The investigational drug evinacumab reduced low-density lipoprotein (LDL) cholesterol–the so-called “bad” cholesterol–by 50 percent in patients with severe hypercholesterolemia whose condition is resistant to standard treatments, a phase 2 study from the Icahn School of Medicine of Mount Sinai and other global academic sites has found.
Results from the study sponsored by Regeneron, are being presented as “late-breaking science” at the American Heart Association Scientific Sessions 2020 on Sunday, November 15, and simultaneously published in The New England Journal of Medicine.
Evinacumab is a fully human monoclonal antibody that works through a different mechanism than existing drugs to bring dangerously high cholesterol to normal levels when combined with maximally-tolerated lipid-lowering therapies in people with familial hypercholesterolemia, a common inherited condition that is difficult to treat.
Our study assessing the safety and efficacy of evinacumab shows that it can lower LDL cholesterol by half in patients unable to attain target guidelines despite maximally tolerated lipid-lowering therapy.”
Robert Rosenson, MD, Principal Investigator, Professor of Medicine (Cardiology) and Director of Cardiometabolic Disorders, Icahn School of Medicine, Mount Sinai Hospital
“Evinacumab is a fully human monoclonal antibody that inhibits angiopoietin-like protein 3 (ANGPLT3) and lowers LDL cholesterol through an LDL receptor-independent pathway. Genetic studies have shown that people who are missing or have low levels of ANGPTL3 are known to have very low lifelong levels of LDL cholesterol and rarely suffer from atherosclerotic cardiovascular disease.”

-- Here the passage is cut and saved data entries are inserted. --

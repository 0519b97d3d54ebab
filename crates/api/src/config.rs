use crate::auth::session::SessionConfig;

/// Server configuration loaded from environment variables.
///
/// All fields have sensible defaults suitable for local development.
/// In production, override via environment variables.
#[derive(Debug, Clone)]
pub struct ServerConfig {
    /// Bind address (default: `0.0.0.0`).
    pub host: String,
    /// Bind port (default: `3001`).
    pub port: u16,
    /// Allowed CORS origins, parsed from comma-separated `CORS_ORIGINS` env var.
    pub cors_origins: Vec<String>,
    /// HTTP request timeout in seconds (default: `30`).
    pub request_timeout_secs: u64,
    /// Session cookie configuration (name, expiry).
    pub session: SessionConfig,
}

impl ServerConfig {
    /// Load configuration from environment variables with defaults.
    ///
    /// | Env Var                | Default                    |
    /// |------------------------|----------------------------|
    /// | `HOST`                 | `0.0.0.0`                  |
    /// | `PORT`                 | `3001`                     |
    /// | `CORS_ORIGINS`         | `http://localhost:5173`    |
    /// | `REQUEST_TIMEOUT_SECS` | `30`                       |
    pub fn from_env() -> Self {
        let host = std::env::var("HOST").unwrap_or_else(|_| "0.0.0.0".into());

        let port: u16 = std::env::var("PORT")
            .unwrap_or_else(|_| "3001".into())
            .parse()
            .expect("PORT must be a valid u16");

        let cors_origins: Vec<String> = std::env::var("CORS_ORIGINS")
            .unwrap_or_else(|_| "http://localhost:5173".into())
            .split(',')
            .map(|s| s.trim().to_string())
            .filter(|s| !s.is_empty())
            .collect();

        let request_timeout_secs: u64 = std::env::var("REQUEST_TIMEOUT_SECS")
            .unwrap_or_else(|_| "30".into())
            .parse()
            .expect("REQUEST_TIMEOUT_SECS must be a valid u64");

        let session = SessionConfig::from_env();

        Self {
            host,
            port,
            cors_origins,
            request_timeout_secs,
            session,
        }
    }
}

In the United States, approximately 7 percent of adults have been diagnosed with severe hypercholesterolemia, which is defined as having untreated LDL cholesterol at levels greater than or equal to 190 mg per deciliter.
Familial hypercholesterolemia is present in 1 in 313 people, but it is far more common in patients with early-onset cardiovascular disease, occurring in 1 in 15. The 2018 American Heart Association/American Congress of Cardiology recommends an LDL cholesterol goal of less than or equal to 70 mg per deciliter in patients with a very high risk of atherosclerotic cardiovascular disease, and more aggressive targets have been established by the European Society of Cardiology guideline with recommendations to lower LDL cholesterol to 55 mg/dL or below.
These goals have proven difficult for patients with hypercholesterolemia to reach through standard “triple therapy” of a high-intensity statin, a PCSK9 inhibitor, and ezetimibe, a drug that limits the absorption of cholesterol from the intestine.
“There’s an unmet need for agents that address refractory hypercholesterolemia through a pathway that’s independent of the LDL receptor,” explains Dr. Rosenson. “If approved by the U.S. Food and Drug Administration, evinacumab may potentially fill that clinical gap for patients, by reducing severely elevated LDL cholesterol.”
The phase 2 multi-center, double-blinded, placebo-controlled study of evinacumab included 272 patients with primary hypercholesterolemia including a majority having a diagnosis of heterozygous familial hypercholesterolemia (HeFH).
HeFH is an inherited form of hypercholesterolemia most often caused by mutations in the LDL receptor gene. The research team found that subcutaneous administration of the agent at 450 mg weekly resulted in LDL cholesterol lowering of 56 percent, and 52.9 percent at 300 mg weekly compared to the placebo group.
With monthly intravenous administration of evinacumab at 15 mg/kg, LDL cholesterol reduction was 50.5 percent compared to the placebo group. All patients receiving evinacumab were on background lipid-lowering therapies.
Evinacumab was well-tolerated among most patients. One patient treated with subcutaneous evinacumab had difficulty breathing, and another had a mild anaphylactic reaction. Both stopped the medication and their symptoms improved with other treatments. Two deaths were reported in the trial but were linked to underlying health conditions.
“Our study demonstrates that a regimen of either subcutaneous or intravenous evinacumab can have a significant impact on LDL cholesterol,” notes Dr. Rosenson. “If approved for use in this setting, evinacumab could potentially arm cardiologists with a major new add-on therapy to bring patients with HeFH to or closer to their cholesterol-lowering goal.”
Evinacumab is under regulatory review in the United States and the European Union as an adjunct to other lipid-lowering therapies in patients with homozygous familial hypercholesterolemia, another form of familial hypercholesterolemia.